What you are asked to do: Please copy each line of the records below that holds the word "broadcast".

Segment Start: Supplied data

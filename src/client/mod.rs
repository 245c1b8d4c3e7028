//! Public command surface of the bloomd client.
//!
//! [`BloomClient`] is a cheap, cloneable handle; every clone feeds the same
//! transport engine. Each protocol verb is a thin builder: it shapes a
//! command record with the proper expected reply and argument list, submits
//! it, and awaits the engine's completion. The `*_safe` variants
//! additionally carry create options and the hold-queue marker that keeps
//! later per-filter traffic ordered behind the create-and-retry sequence.

mod builder;

pub use builder::BloomClientBuilder;

use std::{collections::HashMap, sync::Arc};

use tokio::sync::{broadcast, mpsc, oneshot};

use crate::{
    command::{Command, CreateOptions, ExpectedReply, ReplyTo, Verb},
    config::ClientConfig,
    connection::{ConnectionActor, Op},
    error::BloomError,
    event::{ClientEvent, EVENT_CAPACITY},
    filter::FilterInfo,
    metrics::{ClientStats, Counters},
    reply::Reply,
};

/// Handle to a pipelined bloomd connection.
///
/// # Examples
///
/// ```no_run
/// use bloomd_client::{BloomClient, CreateOptions};
///
/// # #[tokio::main]
/// # async fn main() -> Result<(), bloomd_client::BloomError> {
/// let client = BloomClient::builder().port(8673).build();
/// client
///     .create("pageviews", &CreateOptions::new().capacity(100_000))
///     .await?;
/// assert!(client.set("pageviews", "user-1").await?);
/// assert!(client.check("pageviews", "user-1").await?);
/// # Ok(())
/// # }
/// ```
#[derive(Clone)]
pub struct BloomClient {
    ops: mpsc::UnboundedSender<Op>,
    events: broadcast::Sender<ClientEvent>,
    counters: Arc<Counters>,
}

impl std::fmt::Debug for BloomClient {
    fn fmt(&self, f: &mut std::fmt::Formatter<'_>) -> std::fmt::Result {
        f.debug_struct("BloomClient")
            .field("stats", &self.stats())
            .finish_non_exhaustive()
    }
}

impl BloomClient {
    /// Start building a client with default configuration.
    #[must_use]
    pub fn builder() -> BloomClientBuilder {
        BloomClientBuilder::new()
    }

    /// Spawn the transport engine for `config` and return a handle to it.
    ///
    /// Returns immediately: the engine connects in the background and
    /// buffers submissions until the socket is up, so a server that starts
    /// later is reached via the reconnect supervisor.
    ///
    /// # Panics
    ///
    /// Panics when called outside a tokio runtime.
    #[must_use]
    pub fn with_config(config: ClientConfig) -> Self {
        let (ops_tx, ops_rx) = mpsc::unbounded_channel();
        let (events_tx, _) = broadcast::channel(EVENT_CAPACITY);
        let counters = Counters::shared();
        let actor = ConnectionActor::new(config, ops_rx, events_tx.clone(), Arc::clone(&counters));
        tokio::spawn(actor.run());
        Self {
            ops: ops_tx,
            events: events_tx,
            counters,
        }
    }

    // -- Command surface -----------------------------------------------------

    /// Create a filter. `Done` and `Exists` both succeed: an already-present
    /// filter satisfies a create.
    ///
    /// Completing a create also releases any hold queue for the filter, so
    /// explicitly creating a filter unblocks traffic held by a safe
    /// sequence.
    ///
    /// # Errors
    ///
    /// [`BloomError::Server`] carries rejections such as
    /// `Client Error: Bad arguments`.
    pub async fn create(&self, filter: &str, options: &CreateOptions) -> Result<(), BloomError> {
        let mut args = wire_args(Verb::Create, [filter]);
        args.extend(options.to_args());
        let (mut command, rx) = caller_command(
            Verb::Create,
            ExpectedReply::CreateConfirmation,
            args,
            Some(filter),
        );
        command.releases_hold = true;
        self.execute(command, rx).await?.into_confirmation()
    }

    /// List filters, optionally restricted to a name prefix.
    ///
    /// # Errors
    ///
    /// Propagates server and transport errors.
    pub async fn list(&self, prefix: Option<&str>) -> Result<Vec<FilterInfo>, BloomError> {
        let (command, rx) = caller_command(
            Verb::List,
            ExpectedReply::FilterList,
            wire_args(Verb::List, prefix),
            None,
        );
        self.execute(command, rx).await?.into_filters()
    }

    /// Drop (delete) a filter. A filter that does not exist is reported as
    /// success.
    ///
    /// # Errors
    ///
    /// Propagates server and transport errors.
    pub async fn drop_filter(&self, filter: &str) -> Result<(), BloomError> {
        let (command, rx) = caller_command(
            Verb::Drop,
            ExpectedReply::DropConfirmation,
            wire_args(Verb::Drop, [filter]),
            Some(filter),
        );
        self.execute(command, rx).await?.into_confirmation()
    }

    /// Unmap a filter from memory without deleting it.
    ///
    /// # Errors
    ///
    /// Propagates server and transport errors.
    pub async fn close_filter(&self, filter: &str) -> Result<(), BloomError> {
        let (command, rx) = caller_command(
            Verb::Close,
            ExpectedReply::Confirmation,
            wire_args(Verb::Close, [filter]),
            Some(filter),
        );
        self.execute(command, rx).await?.into_confirmation()
    }

    /// Remove a closed filter from the server's filter table.
    ///
    /// # Errors
    ///
    /// Propagates server and transport errors.
    pub async fn clear_filter(&self, filter: &str) -> Result<(), BloomError> {
        let (command, rx) = caller_command(
            Verb::Clear,
            ExpectedReply::Confirmation,
            wire_args(Verb::Clear, [filter]),
            Some(filter),
        );
        self.execute(command, rx).await?.into_confirmation()
    }

    /// Flush a filter to cold storage, or every filter when `filter` is
    /// `None`.
    ///
    /// Like [`list`](Self::list), the record carries no filter name, so a
    /// flush is never held behind an outstanding safe sequence.
    ///
    /// # Errors
    ///
    /// Propagates server and transport errors.
    pub async fn flush(&self, filter: Option<&str>) -> Result<(), BloomError> {
        let (command, rx) = caller_command(
            Verb::Flush,
            ExpectedReply::Confirmation,
            wire_args(Verb::Flush, filter),
            None,
        );
        self.execute(command, rx).await?.into_confirmation()
    }

    /// Set a key. Returns `true` when the key was newly added.
    ///
    /// # Errors
    ///
    /// [`BloomError::Server`] with `Filter does not exist` when the filter
    /// is missing; see [`set_safe`](Self::set_safe).
    pub async fn set(&self, filter: &str, key: &str) -> Result<bool, BloomError> {
        let (command, rx) = caller_command(
            Verb::Set,
            ExpectedReply::Bool,
            wire_args(Verb::Set, [filter, key]),
            Some(filter),
        );
        self.execute(command, rx).await?.into_bool()
    }

    /// Check a key. Returns `true` when the key is probably present.
    ///
    /// # Errors
    ///
    /// [`BloomError::Server`] with `Filter does not exist` when the filter
    /// is missing; see [`check_safe`](Self::check_safe).
    pub async fn check(&self, filter: &str, key: &str) -> Result<bool, BloomError> {
        let (command, rx) = caller_command(
            Verb::Check,
            ExpectedReply::Bool,
            wire_args(Verb::Check, [filter, key]),
            Some(filter),
        );
        self.execute(command, rx).await?.into_bool()
    }

    /// Check many keys in one round trip. The result maps each key to its
    /// membership; an empty key list completes without touching the server.
    ///
    /// # Errors
    ///
    /// Propagates server and transport errors.
    pub async fn multi<I, S>(&self, filter: &str, keys: I) -> Result<HashMap<String, bool>, BloomError>
    where
        I: IntoIterator<Item = S>,
        S: Into<String>,
    {
        self.keyed(Verb::Multi, filter, collect_keys(keys), None).await
    }

    /// Set many keys in one round trip. The result maps each key to whether
    /// it was newly added.
    ///
    /// # Errors
    ///
    /// Propagates server and transport errors.
    pub async fn bulk<I, S>(&self, filter: &str, keys: I) -> Result<HashMap<String, bool>, BloomError>
    where
        I: IntoIterator<Item = S>,
        S: Into<String>,
    {
        self.keyed(Verb::Bulk, filter, collect_keys(keys), None).await
    }

    /// Filter metadata and operation counters.
    ///
    /// # Errors
    ///
    /// Propagates server and transport errors.
    pub async fn info(&self, filter: &str) -> Result<FilterInfo, BloomError> {
        let (command, rx) = caller_command(
            Verb::Info,
            ExpectedReply::Info,
            wire_args(Verb::Info, [filter]),
            Some(filter),
        );
        self.execute(command, rx).await?.into_info()
    }

    // -- Safe variants -------------------------------------------------------

    /// [`set`](Self::set), creating the filter with `options` if the server
    /// reports it missing. Commands for the same filter submitted while the
    /// sequence is outstanding are held and replayed in order afterwards.
    ///
    /// # Errors
    ///
    /// A failed creation surfaces its own error (for example
    /// `Client Error: Bad arguments`), not the stale not-found.
    pub async fn set_safe(
        &self,
        filter: &str,
        key: &str,
        options: CreateOptions,
    ) -> Result<bool, BloomError> {
        let (mut command, rx) = caller_command(
            Verb::Set,
            ExpectedReply::Bool,
            wire_args(Verb::Set, [filter, key]),
            Some(filter),
        );
        mark_safe(&mut command, options);
        self.execute(command, rx).await?.into_bool()
    }

    /// [`check`](Self::check) with transparent filter creation.
    ///
    /// # Errors
    ///
    /// As [`set_safe`](Self::set_safe).
    pub async fn check_safe(
        &self,
        filter: &str,
        key: &str,
        options: CreateOptions,
    ) -> Result<bool, BloomError> {
        let (mut command, rx) = caller_command(
            Verb::Check,
            ExpectedReply::Bool,
            wire_args(Verb::Check, [filter, key]),
            Some(filter),
        );
        mark_safe(&mut command, options);
        self.execute(command, rx).await?.into_bool()
    }

    /// [`multi`](Self::multi) with transparent filter creation.
    ///
    /// # Errors
    ///
    /// As [`set_safe`](Self::set_safe).
    pub async fn multi_safe<I, S>(
        &self,
        filter: &str,
        keys: I,
        options: CreateOptions,
    ) -> Result<HashMap<String, bool>, BloomError>
    where
        I: IntoIterator<Item = S>,
        S: Into<String>,
    {
        self.keyed(Verb::Multi, filter, collect_keys(keys), Some(options))
            .await
    }

    /// [`bulk`](Self::bulk) with transparent filter creation.
    ///
    /// # Errors
    ///
    /// As [`set_safe`](Self::set_safe).
    pub async fn bulk_safe<I, S>(
        &self,
        filter: &str,
        keys: I,
        options: CreateOptions,
    ) -> Result<HashMap<String, bool>, BloomError>
    where
        I: IntoIterator<Item = S>,
        S: Into<String>,
    {
        self.keyed(Verb::Bulk, filter, collect_keys(keys), Some(options))
            .await
    }

    // -- Lifecycle -----------------------------------------------------------

    /// Subscribe to lifecycle events. Each receiver observes events emitted
    /// after it subscribed.
    #[must_use]
    pub fn events(&self) -> broadcast::Receiver<ClientEvent> {
        self.events.subscribe()
    }

    /// Snapshot the client's counters.
    #[must_use]
    pub fn stats(&self) -> ClientStats {
        self.counters.snapshot()
    }

    /// Leave the unavailable state: reset the attempt and error counters
    /// and try to connect again.
    pub fn reconnect(&self) {
        let _ = self.ops.send(Op::Reconnect);
    }

    /// Dispose of the client. Queued commands fail, in-flight responses
    /// drain naturally, and every subsequent submission is rejected with
    /// [`BloomError::Disposed`]. No reconnection is attempted afterwards.
    pub fn dispose(&self) {
        let _ = self.ops.send(Op::Dispose);
    }

    // -- Internals -----------------------------------------------------------

    async fn keyed(
        &self,
        verb: Verb,
        filter: &str,
        keys: Vec<String>,
        safe: Option<CreateOptions>,
    ) -> Result<HashMap<String, bool>, BloomError> {
        if keys.is_empty() {
            return Ok(HashMap::new());
        }
        let mut args = wire_args(verb, [filter]);
        args.extend(keys.iter().cloned());
        let (mut command, rx) = caller_command(verb, ExpectedReply::BoolList, args, Some(filter));
        command.keys = keys;
        if let Some(options) = safe {
            mark_safe(&mut command, options);
        }
        self.execute(command, rx).await?.into_bool_map()
    }

    async fn execute(
        &self,
        command: Command,
        rx: oneshot::Receiver<Result<Reply, BloomError>>,
    ) -> Result<Reply, BloomError> {
        self.ops
            .send(Op::Submit(command))
            .map_err(|_| BloomError::Disposed)?;
        rx.await.map_err(|_| BloomError::Disposed)?
    }
}

/// Full wire argument list: the verb followed by its operands.
fn wire_args<'a>(verb: Verb, operands: impl IntoIterator<Item = &'a str>) -> Vec<String> {
    std::iter::once(verb.as_str().to_string())
        .chain(operands.into_iter().map(ToString::to_string))
        .collect()
}

fn collect_keys<I, S>(keys: I) -> Vec<String>
where
    I: IntoIterator<Item = S>,
    S: Into<String>,
{
    keys.into_iter().map(Into::into).collect()
}

fn caller_command(
    verb: Verb,
    expected: ExpectedReply,
    args: Vec<String>,
    filter: Option<&str>,
) -> (Command, oneshot::Receiver<Result<Reply, BloomError>>) {
    let (tx, rx) = oneshot::channel();
    let command = Command::new(
        verb,
        expected,
        args,
        filter.map(ToString::to_string),
        ReplyTo::Caller(tx),
    );
    (command, rx)
}

fn mark_safe(command: &mut Command, options: CreateOptions) {
    command.safe = Some(options);
    command.releases_hold = true;
}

Segment End: Supplied data

Solution:
use tokio::sync::{broadcast, mpsc, oneshot};
    events: broadcast::Sender<ClientEvent>,
        let (events_tx, _) = broadcast::channel(EVENT_CAPACITY);
    pub fn events(&self) -> broadcast::Receiver<ClientEvent> {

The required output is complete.